── TASK DATA
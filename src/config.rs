// Licensed under the Apache License, Version 2.0 (the "License");
// you may not use this file except in compliance with the License.
// You may obtain a copy of the License at
//
//     http://www.apache.org/licenses/LICENSE-2.0
//
// Unless required by applicable law or agreed to in writing, software
// distributed under the License is distributed on an "AS IS" BASIS,
// WITHOUT WARRANTIES OR CONDITIONS OF ANY KIND, either express or implied.
// See the License for the specific language governing permissions and
// limitations under the License.

use std::fmt;
use std::str::FromStr;

use serde::{Deserialize, Serialize};

use crate::enumerate::{AdjacencyList, Degeneracy, Enumerator, Hybrid, Tomita};
use crate::error::{CliqueError, CliqueResult};

/// Below this many vertices in `P ∪ X` the hybrid strategy stops pivoting.
pub const DEFAULT_HYBRID_THRESHOLD: usize = 16;

/// Enumeration strategy, selected once before the search starts.
#[derive(Clone, Copy, Debug, Default, PartialEq, Eq, Hash, Serialize, Deserialize)]
#[serde(rename_all = "lowercase")]
pub enum Algorithm {
    /// Pivoting search over the whole vertex set.
    Tomita,
    /// Plain branching over every candidate, no pivot.
    #[serde(rename = "adjlist")]
    AdjList,
    /// Pivoting search seeded vertex by vertex in degeneracy order.
    #[default]
    Degeneracy,
    /// Degeneracy seeding, dropping the pivot on small subproblems.
    Hybrid,
}

impl Algorithm {
    pub const ALL: [Algorithm; 4] = [
        Algorithm::Tomita,
        Algorithm::AdjList,
        Algorithm::Degeneracy,
        Algorithm::Hybrid,
    ];

    pub fn as_str(self) -> &'static str {
        match self {
            Algorithm::Tomita => "tomita",
            Algorithm::AdjList => "adjlist",
            Algorithm::Degeneracy => "degeneracy",
            Algorithm::Hybrid => "hybrid",
        }
    }

    /// Strategy with default settings.
    pub fn enumerator(self) -> Box<dyn Enumerator> {
        EnumerationConfig {
            algorithm: self,
            ..EnumerationConfig::default()
        }
        .enumerator()
    }
}

impl fmt::Display for Algorithm {
    fn fmt(&self, f: &mut fmt::Formatter<'_>) -> fmt::Result {
        f.write_str(self.as_str())
    }
}

impl FromStr for Algorithm {
    type Err = CliqueError;

    fn from_str(name: &str) -> CliqueResult<Self> {
        match name {
            "tomita" => Ok(Algorithm::Tomita),
            "adjlist" => Ok(Algorithm::AdjList),
            "degeneracy" => Ok(Algorithm::Degeneracy),
            "hybrid" => Ok(Algorithm::Hybrid),
            other => Err(CliqueError::UnknownAlgorithm(other.to_string())),
        }
    }
}

/// Settings for one enumeration run.
#[derive(Clone, Debug, PartialEq, Eq, Serialize, Deserialize)]
#[serde(default, deny_unknown_fields)]
pub struct EnumerationConfig {
    pub algorithm: Algorithm,
    /// Size of `P ∪ X` under which [`Algorithm::Hybrid`] branches on every
    /// candidate. Ignored by the other strategies.
    pub hybrid_threshold: usize,
    /// Spread the degeneracy-ordered outer loop over the rayon pool when
    /// collecting all cliques. Output order is unchanged.
    pub parallel: bool,
}

impl Default for EnumerationConfig {
    fn default() -> Self {
        EnumerationConfig {
            algorithm: Algorithm::default(),
            hybrid_threshold: DEFAULT_HYBRID_THRESHOLD,
            parallel: false,
        }
    }
}

impl EnumerationConfig {
    pub fn new(algorithm: Algorithm) -> Self {
        EnumerationConfig {
            algorithm,
            ..Self::default()
        }
    }

    /// Parses and validates a JSON document; missing fields take defaults.
    pub fn from_json_str(json: &str) -> CliqueResult<Self> {
        let config: EnumerationConfig =
            serde_json::from_str(json).map_err(|e| CliqueError::Config(e.to_string()))?;
        config.validate()?;
        Ok(config)
    }

    pub fn validate(&self) -> CliqueResult<()> {
        if self.hybrid_threshold == 0 {
            return Err(CliqueError::Config(
                "hybrid_threshold must be at least 1".to_string(),
            ));
        }
        Ok(())
    }

    /// Builds the strategy this configuration describes.
    pub fn enumerator(&self) -> Box<dyn Enumerator> {
        match self.algorithm {
            Algorithm::Tomita => Box::new(Tomita),
            Algorithm::AdjList => Box::new(AdjacencyList),
            Algorithm::Degeneracy => Box::new(Degeneracy {
                parallel: self.parallel,
            }),
            Algorithm::Hybrid => Box::new(Hybrid {
                threshold: self.hybrid_threshold,
                parallel: self.parallel,
            }),
        }
    }
}
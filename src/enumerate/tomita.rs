// Licensed under the Apache License, Version 2.0 (the "License");
// you may not use this file except in compliance with the License.
// You may obtain a copy of the License at
//
//     http://www.apache.org/licenses/LICENSE-2.0
//
// Unless required by applicable law or agreed to in writing, software
// distributed under the License is distributed on an "AS IS" BASIS,
// WITHOUT WARRANTIES OR CONDITIONS OF ANY KIND, either express or implied.
// See the License for the specific language governing permissions and
// limitations under the License.

use super::{BranchRule, Cliques, Enumerator, Roots, Search};
use crate::config::Algorithm;
use crate::graph::{Graph, Vertex};
use crate::pivot::pivot_branches;

/// Branch on `P \ N(u)` for the pivot `u` maximizing `|N(u) ∩ P|`.
#[derive(Clone, Copy, Debug, Default)]
pub(crate) struct PivotBranching;

impl BranchRule for PivotBranching {
    #[inline]
    fn branches(
        &self,
        graph: &Graph,
        candidates: &[Vertex],
        excluded: &[Vertex],
        out: &mut Vec<Vertex>,
    ) {
        pivot_branches(graph, candidates, excluded, out);
    }
}

/// Pivoting Bron-Kerbosch over the whole graph.
///
/// Starts from a single level with every vertex as a candidate and
/// recomputes the pivot at each level.
#[derive(Clone, Copy, Debug, Default)]
pub struct Tomita;

impl Enumerator for Tomita {
    fn algorithm(&self) -> Algorithm {
        Algorithm::Tomita
    }

    fn stream<'g>(&self, graph: &'g Graph) -> Cliques<'g> {
        Cliques::new(Box::new(Search::new(
            graph,
            PivotBranching,
            Roots::whole(graph),
        )))
    }
}

#[cfg(test)]
mod tests {
    use super::*;

    #[test]
    fn single_vertex_is_a_clique() {
        let graph = Graph::from_edges(1, &[]).unwrap();
        assert_eq!(Tomita.find_all(&graph), vec![vec![0]]);
    }

    #[test]
    fn emission_order_follows_pivot_branches() {
        // Bowtie: the pivot 2 covers everything, so only 2 is branched on at
        // the root and the triangles come out in candidate order.
        let graph =
            Graph::from_edges(5, &[(0, 1), (0, 2), (1, 2), (2, 3), (2, 4), (3, 4)]).unwrap();
        assert_eq!(Tomita.find_all(&graph), vec![vec![2, 0, 1], vec![2, 3, 4]]);
    }
}
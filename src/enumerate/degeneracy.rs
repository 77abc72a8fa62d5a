// Licensed under the Apache License, Version 2.0 (the "License");
// you may not use this file except in compliance with the License.
// You may obtain a copy of the License at
//
//     http://www.apache.org/licenses/LICENSE-2.0
//
// Unless required by applicable law or agreed to in writing, software
// distributed under the License is distributed on an "AS IS" BASIS,
// WITHOUT WARRANTIES OR CONDITIONS OF ANY KIND, either express or implied.
// See the License for the specific language governing permissions and
// limitations under the License.
// Eppstein, D.; Löffler, M.; Strash, D. (2010). "Listing all maximal cliques in sparse graphs in near-optimal time". ISAAC 2010, LNCS 6506: 403–414.

use std::borrow::Cow;

use rayon::prelude::*;

use super::tomita::PivotBranching;
use super::{BranchRule, CliqueStream, Cliques, Enumerator, Roots, Search};
use crate::config::Algorithm;
use crate::degeneracy::DegeneracyOrder;
use crate::graph::Graph;
use crate::sink::Clique;

/// Pivoting search seeded one vertex at a time in degeneracy order.
///
/// The root for vertex `v` only sees `v`'s later neighbors as candidates, so
/// no level ever branches on more than `degeneracy` vertices.
#[derive(Clone, Copy, Debug, Default)]
pub struct Degeneracy {
    /// Collect with one rayon task per seed vertex in
    /// [`find_all`](Enumerator::find_all).
    pub parallel: bool,
}

impl Enumerator for Degeneracy {
    fn algorithm(&self) -> Algorithm {
        Algorithm::Degeneracy
    }

    fn stream<'g>(&self, graph: &'g Graph) -> Cliques<'g> {
        seeded_stream(graph, PivotBranching)
    }

    fn find_all(&self, graph: &Graph) -> Vec<Clique> {
        if self.parallel {
            par_find_all(graph, PivotBranching)
        } else {
            self.stream(graph).collect()
        }
    }
}

pub(super) fn seeded_stream<'g, B: BranchRule + 'g>(graph: &'g Graph, rule: B) -> Cliques<'g> {
    let order = DegeneracyOrder::compute(graph);
    Cliques::new(Box::new(Search::new(
        graph,
        rule,
        Roots::ranked(Cow::Owned(order)),
    )))
}

/// Runs every seed as an independent search, each with its own frame
/// arena, and concatenates the results in rank order.
pub(super) fn par_find_all<B: BranchRule>(graph: &Graph, rule: B) -> Vec<Clique> {
    let order = DegeneracyOrder::compute(graph);
    tracing::debug!(
        seeds = order.len(),
        threads = rayon::current_num_threads(),
        "collecting cliques in parallel"
    );
    let per_seed: Vec<Vec<Clique>> = (0..order.len())
        .into_par_iter()
        .map(|rank| {
            let mut search = Search::new(graph, rule, Roots::ranked_slice(&order, rank..rank + 1));
            let mut found = Vec::new();
            while let Some(clique) = search.next_clique() {
                found.push(clique.to_vec());
            }
            found
        })
        .collect();
    per_seed.into_iter().flatten().collect()
}
//! Error types for the proxy.

use axum::http::StatusCode;
use thiserror::Error;

#[derive(Error, Debug)]
#[non_exhaustive]
pub enum ProxyError {
    #[error("API key is missing.")]
    MissingCredential,

    #[error("{message}")]
    MalformedInput { message: String },

    #[error("No user message found.")]
    MissingUserTurn,

    #[error("OpenRouter API error (status {status}): {body}")]
    UpstreamRejected { status: u16, body: String },

    #[error("Quota denied: {reason}")]
    QuotaDenied { reason: String },

    #[error("Configuration error: {message}")]
    Config { message: String },

    #[error("HTTP error: {0}")]
    Http(#[from] reqwest::Error),

    #[error("TOML parse error: {0}")]
    Toml(#[from] toml::de::Error),

    #[error("{0}")]
    Other(String),
}

impl ProxyError {
    pub fn malformed(msg: impl Into<String>) -> Self {
        Self::MalformedInput {
            message: msg.into(),
        }
    }

    pub fn config(msg: impl Into<String>) -> Self {
        Self::Config {
            message: msg.into(),
        }
    }

    pub fn quota_denied(reason: impl Into<String>) -> Self {
        Self::QuotaDenied {
            reason: reason.into(),
        }
    }

    pub fn other(msg: impl Into<String>) -> Self {
        Self::Other(msg.into())
    }

    /// HTTP status used when this error is returned before a stream has started.
    #[must_use]
    pub fn status_code(&self) -> StatusCode {
        match self {
            Self::MissingCredential => StatusCode::UNAUTHORIZED,
            Self::MalformedInput { .. } | Self::MissingUserTurn => StatusCode::BAD_REQUEST,
            Self::QuotaDenied { .. } => StatusCode::FORBIDDEN,
            _ => StatusCode::INTERNAL_SERVER_ERROR,
        }
    }
}

pub type Result<T> = std::result::Result<T, ProxyError>;
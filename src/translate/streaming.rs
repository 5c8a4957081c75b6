//! Re-stream a finished generation as Gemini `streamGenerateContent` chunks.
//!
//! The provider call is not streamed; once it completes, text is replayed one code
//! point per chunk with a short pause in between, and an image is sent as a final
//! inline-data chunk after a streamed placeholder phrase.

use std::future::Future;
use std::time::Duration;

use futures::stream::Stream;

use super::gemini_types::{
    Candidate, Content, GenerateContentResponse, Part, StreamErrorChunk, UsageMetadata,
};
use super::response::{image_part, GenerationResult, FINISH_REASON_STOP, IMAGE_PLACEHOLDER};
use crate::error::Result;

/// One SSE `data:` payload.
#[derive(Debug, Clone, PartialEq)]
pub enum StreamFrame {
    /// Incremental content. `paced` frames are followed by the per-character pause.
    Chunk {
        body: GenerateContentResponse,
        paced: bool,
    },
    /// Terminal error; nothing follows it.
    Error(StreamErrorChunk),
    /// The literal `[DONE]` sentinel.
    Done,
}

impl StreamFrame {
    pub fn data(&self) -> String {
        match self {
            StreamFrame::Chunk { body, .. } => serde_json::to_string(body).unwrap_or_default(),
            StreamFrame::Error(err) => serde_json::to_string(err).unwrap_or_default(),
            StreamFrame::Done => "[DONE]".to_string(),
        }
    }
}

fn content_chunk(parts: Vec<Part>) -> GenerateContentResponse {
    GenerateContentResponse {
        candidates: vec![Candidate {
            content: Content::model(parts),
            finish_reason: None,
            index: None,
        }],
        usage_metadata: None,
    }
}

fn stop_chunk() -> GenerateContentResponse {
    GenerateContentResponse {
        candidates: vec![Candidate {
            content: Content::model(Vec::new()),
            finish_reason: Some(FINISH_REASON_STOP.to_string()),
            index: None,
        }],
        usage_metadata: Some(UsageMetadata::SYNTHETIC),
    }
}

/// Every frame a successful result produces, in order.
pub fn frames_for(result: &GenerationResult) -> Vec<StreamFrame> {
    let text = match result {
        GenerationResult::Image(_) => IMAGE_PLACEHOLDER,
        GenerationResult::Text(text) => text.as_str(),
    };

    let mut frames: Vec<StreamFrame> = text
        .chars()
        .map(|c| StreamFrame::Chunk {
            body: content_chunk(vec![Part::text(c.to_string())]),
            paced: true,
        })
        .collect();

    if let GenerationResult::Image(payload) = result {
        match image_part(payload) {
            Some(part) => frames.push(StreamFrame::Chunk {
                body: content_chunk(vec![part]),
                paced: false,
            }),
            None => tracing::warn!("Image result could not be converted to a Gemini part"),
        }
    }

    frames.push(StreamFrame::Chunk {
        body: stop_chunk(),
        paced: false,
    });
    frames.push(StreamFrame::Done);
    frames
}

/// Await the upstream call, then emit its frames with `pause` after each paced chunk.
/// A failed call yields a single error frame and ends the stream.
pub fn generation_stream<F>(upstream: F, pause: Duration) -> impl Stream<Item = StreamFrame> + Send
where
    F: Future<Output = Result<GenerationResult>> + Send + 'static,
{
    async_stream::stream! {
        match upstream.await {
            Ok(result) => {
                let frames = frames_for(&result);
                let count = frames.len();
                for frame in frames {
                    let paced = matches!(frame, StreamFrame::Chunk { paced: true, .. });
                    yield frame;
                    if paced && !pause.is_zero() {
                        tokio::time::sleep(pause).await;
                    }
                }
                tracing::info!(kind = result.kind(), frames = count, "Stream completed");
            }
            Err(e) => {
                tracing::error!(error = %e, "Error inside stream");
                yield StreamFrame::Error(StreamErrorChunk::internal(e.to_string()));
            }
        }
    }
}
────
> TASK INSTRUCTIONS
Starting at the first line of the listing, retype every line up to and including the one with "type Err = CliqueError;".

> TASK OUTPUT
filename src/config.rs
// Licensed under the Apache License, Version 2.0 (the "License");
// you may not use this file except in compliance with the License.
// You may obtain a copy of the License at
//
//     http://www.apache.org/licenses/LICENSE-2.0
//
// Unless required by applicable law or agreed to in writing, software
// distributed under the License is distributed on an "AS IS" BASIS,
// WITHOUT WARRANTIES OR CONDITIONS OF ANY KIND, either express or implied.
// See the License for the specific language governing permissions and
// limitations under the License.

use std::fmt;
use std::str::FromStr;

use serde::{Deserialize, Serialize};

use crate::enumerate::{AdjacencyList, Degeneracy, Enumerator, Hybrid, Tomita};
use crate::error::{CliqueError, CliqueResult};

/// Below this many vertices in `P ∪ X` the hybrid strategy stops pivoting.
pub const DEFAULT_HYBRID_THRESHOLD: usize = 16;

/// Enumeration strategy, selected once before the search starts.
#[derive(Clone, Copy, Debug, Default, PartialEq, Eq, Hash, Serialize, Deserialize)]
#[serde(rename_all = "lowercase")]
pub enum Algorithm {
    /// Pivoting search over the whole vertex set.
    Tomita,
    /// Plain branching over every candidate, no pivot.
    #[serde(rename = "adjlist")]
    AdjList,
    /// Pivoting search seeded vertex by vertex in degeneracy order.
    #[default]
    Degeneracy,
    /// Degeneracy seeding, dropping the pivot on small subproblems.
    Hybrid,
}

impl Algorithm {
    pub const ALL: [Algorithm; 4] = [
        Algorithm::Tomita,
        Algorithm::AdjList,
        Algorithm::Degeneracy,
        Algorithm::Hybrid,
    ];

    pub fn as_str(self) -> &'static str {
        match self {
            Algorithm::Tomita => "tomita",
            Algorithm::AdjList => "adjlist",
            Algorithm::Degeneracy => "degeneracy",
            Algorithm::Hybrid => "hybrid",
        }
    }

    /// Strategy with default settings.
    pub fn enumerator(self) -> Box<dyn Enumerator> {
        EnumerationConfig {
            algorithm: self,
            ..EnumerationConfig::default()
        }
        .enumerator()
    }
}

impl fmt::Display for Algorithm {
    fn fmt(&self, f: &mut fmt::Formatter<'_>) -> fmt::Result {
        f.write_str(self.as_str())
    }
}

impl FromStr for Algorithm {
    type Err = CliqueError;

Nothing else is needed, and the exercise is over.